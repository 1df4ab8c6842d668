// Copyright 2023-, Edge & Node, GraphOps, and Semiotic Labs.
// SPDX-License-Identifier: Apache-2.0

mod disputes;
async fn claim_rebate_rewards(
    multi_networks: &MultiNetworks<NetworkAndOperator>,
    claimable: NetworkMapped<Vec<Allocation>>,
) -> anyhow::Result<()> {
    multi_networks
        .map_network_mapped(claimable, |pair, allocations| async move {
            if allocations.is_empty() {
                return Ok(());
            }
            info!(
                network = pair.network_identifier(),
                claimable = allocations.len(),
                "Claiming rebate rewards"
            );
            pair.network.claim_rebate_rewards(&allocations).await
        })
        .await?;
    Ok(())
}

async fn identify_disputes(
    graph_node: &Arc<dyn GraphNode>,
    multi_networks: &MultiNetworks<NetworkAndOperator>,
    disputable: NetworkMapped<Vec<Allocation>>,
    current_epoch: NetworkMapped<u64>,
) -> anyhow::Result<()> {
    let zipped = multi_networks.zip(disputable, current_epoch)?;
    multi_networks
        .map_network_mapped(zipped, |pair, (allocations, epoch)| {
            let graph_node = graph_node.clone();
            async move {
                let options = &pair.network.specification().indexer_options;
                if !options.poi_dispute_monitoring {
                    return Ok(());
                }
                let disputable_epoch = epoch.saturating_sub(options.poi_disputable_epochs);
                identify_potential_disputes(
                    &graph_node,
                    &pair.network,
                    &pair.operator,
                    &allocations,
                    disputable_epoch,
                )
                .await
            }
        })
        .await?;
    Ok(())
}

fn deployment_name(deployment: &DeploymentId) -> String {
    let ipfs_hash = deployment.to_string();
    let tail = ipfs_hash.len().saturating_sub(10);
    format!("indexer-agent/{}", ipfs_hash[tail..].to_lowercase())
}

/// Diffs the deployments graph-node is indexing against the target set
/// and applies the changes. Deployments backing an eligible allocation
/// are never removed.
pub(crate) async fn reconcile_deployments(
    graph_node: &Arc<dyn GraphNode>,
    multi_networks: &MultiNetworks<NetworkAndOperator>,
    offchain_subgraphs: &NetworkMapped<Vec<DeploymentId>>,
    active_deployments: &[DeploymentId],
    target_deployments: &[DeploymentId],
    eligible_allocations: &[Allocation],
) -> anyhow::Result<()> {
    let mut target: HashSet<DeploymentId> = target_deployments.iter().copied().collect();
    // every network's own meta-subgraph is always indexed
    for (_, pair) in multi_networks.items() {
        if let Some(deployment) = pair.network.network_subgraph_deployment() {
            target.insert(deployment);
        }
    }
    for offchain in offchain_subgraphs.values() {
        target.extend(offchain.iter().copied());
    }

    let active: HashSet<DeploymentId> = active_deployments.iter().copied().collect();
    let eligible: HashSet<DeploymentId> = eligible_allocations
        .iter()
        .map(|allocation| allocation.subgraph_deployment.id)
        .collect();

    let deploy: Vec<DeploymentId> = target.difference(&active).copied().collect();
    let remove: Vec<DeploymentId> = active
        .iter()
        .filter(|deployment| !target.contains(*deployment) && !eligible.contains(*deployment))
        .copied()
        .collect();

    if deploy.is_empty() && remove.is_empty() {
        debug!("No deployment changes");
    } else {
        info!(
            deploy = deploy.len(),
            remove = remove.len(),
            "Deployment changes"
        );
    }

    enum Change {
        Deploy(DeploymentId),
        Remove(DeploymentId),
    }

    let changes = deploy
        .into_iter()
        .map(Change::Deploy)
        .chain(remove.into_iter().map(Change::Remove));

    futures::stream::iter(changes)
        .for_each_concurrent(DEPLOYMENT_CONCURRENCY, |change| async move {
            match change {
                Change::Deploy(deployment) => {
                    // ensure can stall on IPFS retrieval; failures are
                    // retried on the next cycle
                    let name = deployment_name(&deployment);
                    match graph_node.ensure(&name, &deployment).await {
                        Ok(()) => {
                            metrics::DEPLOYMENT_CHANGES
                                .with_label_values(&["deploy"])
                                .inc();
                        }
                        Err(err) => warn!(
                            deployment = %deployment.to_string(),
                            error = %err,
                            "Failed to deploy subgraph deployment"
                        ),
                    }
                }
                Change::Remove(deployment) => match graph_node.remove(&deployment).await {
                    Ok(()) => {
                        metrics::DEPLOYMENT_CHANGES
                            .with_label_values(&["remove"])
                            .inc();
                    }
                    Err(err) => warn!(
                        deployment = %deployment.to_string(),
                        error = %err,
                        "Failed to remove subgraph deployment"
                    ),
                },
            }
        })
        .await;

    Ok(())
}
//! Serial port backed by the `serialport` crate.

use {
    crate::{
        error::Result,
        port::{Port, SerialConfig},
    },
    log::debug,
    serialport::{ClearBuffer, DataBits, FlowControl, Parity, SerialPort, StopBits},
    std::{
        io::{self, Read, Write},
        time::Duration,
    },
};

/// An open serial port, 8N1 without flow control.
pub struct NativePort {
    inner: Option<Box<dyn SerialPort>>,
    name: String,
    timeout: Duration,
}

impl NativePort {
    /// Open the port described by `config`.
    pub fn open(config: &SerialConfig) -> Result<Self> {
        debug!(
            "Opening {} at {} baud (8N1)",
            config.port_name, config.baud_rate
        );
        let inner = serialport::new(&config.port_name, config.baud_rate)
            .data_bits(DataBits::Eight)
            .parity(Parity::None)
            .stop_bits(StopBits::One)
            .flow_control(FlowControl::None)
            .timeout(config.timeout)
            .open()?;

        Ok(Self {
            inner: Some(inner),
            name: config.port_name.clone(),
            timeout: config.timeout,
        })
    }

    fn io(&mut self) -> io::Result<&mut Box<dyn SerialPort>> {
        self.inner
            .as_mut()
            .ok_or_else(|| io::Error::new(io::ErrorKind::NotConnected, "port closed"))
    }
}

impl Port for NativePort {
    fn set_timeout(&mut self, timeout: Duration) -> Result<()> {
        if let Some(inner) = self.inner.as_mut() {
            inner.set_timeout(timeout)?;
        }
        self.timeout = timeout;
        Ok(())
    }

    fn timeout(&self) -> Duration {
        self.timeout
    }

    fn clear_buffers(&mut self) -> Result<()> {
        if let Some(inner) = self.inner.as_mut() {
            inner.clear(ClearBuffer::All)?;
        }
        Ok(())
    }

    fn name(&self) -> &str {
        &self.name
    }

    fn close(&mut self) -> Result<()> {
        if self.inner.take().is_some() {
            debug!("Closed {}", self.name);
        }
        Ok(())
    }
}

impl Read for NativePort {
    fn read(&mut self, buf: &mut [u8]) -> io::Result<usize> {
        self.io()?.read(buf)
    }
}

impl Write for NativePort {
    fn write(&mut self, buf: &[u8]) -> io::Result<usize> {
        self.io()?.write(buf)
    }

    fn flush(&mut self) -> io::Result<()> {
        self.io()?.flush()
    }
}

#[cfg(test)]
mod tests {
    use super::*;
    use crate::error::Error;

    #[test]
    fn test_open_missing_port_fails() {
        let config = SerialConfig::new("/dev/pageboot-does-not-exist", 115_200);
        assert!(matches!(NativePort::open(&config), Err(Error::Serial(_))));
    }
}
#[cfg(test)]
mod tests {
    use super::*;
    use crate::sim::SimulatedDevice;

    fn quick() -> FlasherConfig {
        FlasherConfig::default()
            .with_settle_delay(Duration::ZERO)
            .with_engine(
                EngineConfig::default()
                    .with_response_timeout(Duration::from_millis(50))
                    .with_poll_interval(Duration::from_millis(5)),
            )
    }

    fn connected(device: &SimulatedDevice) -> Flasher<SimulatedDevice> {
        let mut flasher = Flasher::new(quick());
        flasher.connect_port(device.clone()).unwrap();
        flasher
    }

    #[test]
    fn test_connect_reads_device_info() {
        let device = SimulatedDevice::with_geometry(2, 512, 256);
        let mut flasher = Flasher::new(quick());
        let info = flasher.connect_port(device.clone()).unwrap().clone();

        assert_eq!(info.version, 1);
        assert_eq!(info.device_name_lossy(), "ATmega328P");
        assert_eq!(info.flash_kb, 2);
        assert_eq!(info.boot_size, 512);
        assert_eq!(info.page_size, 256);
        assert_eq!(info.usable_bytes(), 1536);
        assert_eq!(info.page_count(), 8);
        assert_eq!(flasher.state(), ConnectionState::Connected);
        assert!(device.is_active());
    }

    #[test]
    fn test_connect_open_failure() {
        let mut flasher: Flasher<SimulatedDevice> = Flasher::new(quick());
        let err = flasher
            .connect(|| Err(Error::Config("no port".into())))
            .unwrap_err();
        assert!(matches!(err, Error::ConnectFailed(inner) if matches!(*inner, Error::Config(_))));
        assert_eq!(flasher.state(), ConnectionState::Disconnected);
        assert!(flasher.device_info().is_none());
    }

    #[test]
    fn test_connect_rejected_activation() {
        let device = SimulatedDevice::default();
        device.corrupt_echo(Command::Activate);
        let mut flasher = Flasher::new(quick());
        let err = flasher.connect_port(device).unwrap_err();
        assert!(matches!(
            err,
            Error::ConnectFailed(inner) if matches!(*inner, Error::ProtocolMismatch { .. })
        ));
        assert!(!flasher.is_connected());
    }

    #[test]
    fn test_missing_queries_default_to_zero() {
        let device = SimulatedDevice::default();
        device.corrupt_echo(Command::ModuleName);
        device.corrupt_echo(Command::BootSize);
        let flasher = connected(&device);
        let info = flasher.device_info().unwrap();
        assert!(info.module_name.is_empty());
        assert_eq!(info.boot_size, 0);
        assert_eq!(info.page_size, 128);
    }

    #[test]
    fn test_operations_require_connection() {
        let mut flasher: Flasher<SimulatedDevice> = Flasher::new(quick());
        let image = FirmwareImage::new(0, vec![0; 4]).unwrap();
        assert!(matches!(
            flasher.write_flash(&image, false, &mut |_| {}),
            Err(Error::NotConnected)
        ));
        assert!(matches!(
            flasher.read_flash(&mut |_| {}),
            Err(Error::NotConnected)
        ));
    }

    #[test]
    fn test_zero_page_size_is_invalid_geometry() {
        let device = SimulatedDevice::with_geometry(1, 0, 0);
        let mut flasher = connected(&device);
        let image = FirmwareImage::new(0, vec![0; 4]).unwrap();
        assert!(matches!(
            flasher.write_flash(&image, false, &mut |_| {}),
            Err(Error::InvalidGeometry(_))
        ));
    }

    #[test]
    fn test_read_flash_refuses_large_geometry() {
        let device = SimulatedDevice::with_geometry(128, 4096, 256);
        let mut flasher = connected(&device);
        assert!(matches!(
            flasher.read_flash(&mut |_| {}),
            Err(Error::InvalidGeometry(_))
        ));
    }

    #[test]
    fn test_write_uses_start_address_and_offsets() {
        let device = SimulatedDevice::with_geometry(1, 256, 16);
        let mut flasher = connected(&device);
        let data: Vec<u8> = (0..40).collect();
        let image = FirmwareImage::new(0x40, data.clone()).unwrap();

        flasher.write_flash(&image, true, &mut |_| {}).unwrap();

        assert_eq!(device.writes(), vec![(0x40, 16), (0x50, 16), (0x60, 8)]);
        assert_eq!(&device.flash()[0x40..0x68], data.as_slice());
    }

    #[test]
    fn test_verify_mismatch_reports_address() {
        let device = SimulatedDevice::with_geometry(1, 256, 16);
        let mut flasher = connected(&device);
        let image = FirmwareImage::new(0, vec![0x55; 32]).unwrap();
        flasher.write_flash(&image, false, &mut |_| {}).unwrap();

        device.load(21, &[0x54]);
        let err = flasher.verify(&image, &mut |_| {}).unwrap_err();
        assert!(matches!(
            err,
            Error::VerifyMismatch {
                address: 21,
                expected: 0x55,
                actual: 0x54
            }
        ));
        assert!(flasher.is_connected());
    }

    #[test]
    fn test_write_failure_disconnects() {
        let device = SimulatedDevice::with_geometry(1, 256, 16);
        let mut flasher = connected(&device);
        device.fail_command(Command::WritePage);
        let image = FirmwareImage::new(0, vec![0x01; 20]).unwrap();

        let mut events = Vec::new();
        let err = flasher
            .write_flash(&image, false, &mut |e| events.push(e))
            .unwrap_err();
        assert!(matches!(err, Error::WriteFailed { page: 1, total: 2, .. }));
        assert_eq!(
            events.last(),
            Some(&ProgressEvent::Reset { phase: Phase::Write })
        );
        assert_eq!(flasher.state(), ConnectionState::Disconnected);
        assert!(flasher.device_info().is_none());
    }

    #[test]
    fn test_cancel_stops_at_page_boundary() {
        let device = SimulatedDevice::with_geometry(1, 256, 16);
        let mut flasher = connected(&device);
        let token = flasher.cancel_token().clone();
        let image = FirmwareImage::new(0, vec![0x01; 48]).unwrap();

        let err = flasher
            .write_flash(&image, false, &mut |e| {
                if matches!(e, ProgressEvent::Advance { current: 1, .. }) {
                    token.cancel();
                }
            })
            .unwrap_err();
        assert!(matches!(err, Error::Cancelled));
        assert_eq!(device.writes().len(), 1);
        assert!(!flasher.is_connected());
    }

    #[test]
    fn test_reconnect_after_cancel_writes_again() {
        let device = SimulatedDevice::with_geometry(1, 256, 16);
        let mut flasher = connected(&device);
        let token = flasher.cancel_token().clone();
        let image = FirmwareImage::new(0, vec![0x3C; 48]).unwrap();

        let err = flasher
            .write_flash(&image, false, &mut |e| {
                if matches!(e, ProgressEvent::Advance { current: 1, .. }) {
                    token.cancel();
                }
            })
            .unwrap_err();
        assert!(matches!(err, Error::Cancelled));

        flasher.connect_port(device.clone()).unwrap();
        assert!(!token.is_cancelled());
        flasher.write_flash(&image, true, &mut |_| {}).unwrap();
        assert_eq!(device.writes().len(), 4);
        assert_eq!(&device.flash()[..48], image.data());
    }

    #[test]
    fn test_finish_deactivates() {
        let device = SimulatedDevice::default();
        let mut flasher = connected(&device);
        flasher.finish();
        assert!(!device.is_active());
        assert_eq!(device.close_count(), 1);
        assert_eq!(flasher.state(), ConnectionState::Disconnected);
    }

    #[test]
    fn test_compare_prefers_length_mismatch() {
        let image = FirmwareImage::new(0, vec![1, 2, 3, 4]).unwrap();
        assert!(matches!(
            compare(&image, &[9, 9]),
            Err(Error::VerifyLengthMismatch { written: 4, read: 2 })
        ));
        assert!(compare(&image, &[1, 2, 3, 4, 0xFF]).is_ok());
    }
}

━━━━━━━━━━

**Work required**
Using the records above, copy word for word the line with "let zipped = multi_networks.zip(disputable, current_epoch)?;", the line with "pub(crate) async fn", and every line between them.

**Result below**
    let zipped = multi_networks.zip(disputable, current_epoch)?;
    multi_networks
        .map_network_mapped(zipped, |pair, (allocations, epoch)| {
            let graph_node = graph_node.clone();
            async move {
                let options = &pair.network.specification().indexer_options;
                if !options.poi_dispute_monitoring {
                    return Ok(());
                }
                let disputable_epoch = epoch.saturating_sub(options.poi_disputable_epochs);
                identify_potential_disputes(
                    &graph_node,
                    &pair.network,
                    &pair.operator,
                    &allocations,
                    disputable_epoch,
                )
                .await
            }
        })
        .await?;
    Ok(())
}

fn deployment_name(deployment: &DeploymentId) -> String {
    let ipfs_hash = deployment.to_string();
    let tail = ipfs_hash.len().saturating_sub(10);
    format!("indexer-agent/{}", ipfs_hash[tail..].to_lowercase())
}

/// Diffs the deployments graph-node is indexing against the target set
/// and applies the changes. Deployments backing an eligible allocation
/// are never removed.
pub(crate) async fn reconcile_deployments(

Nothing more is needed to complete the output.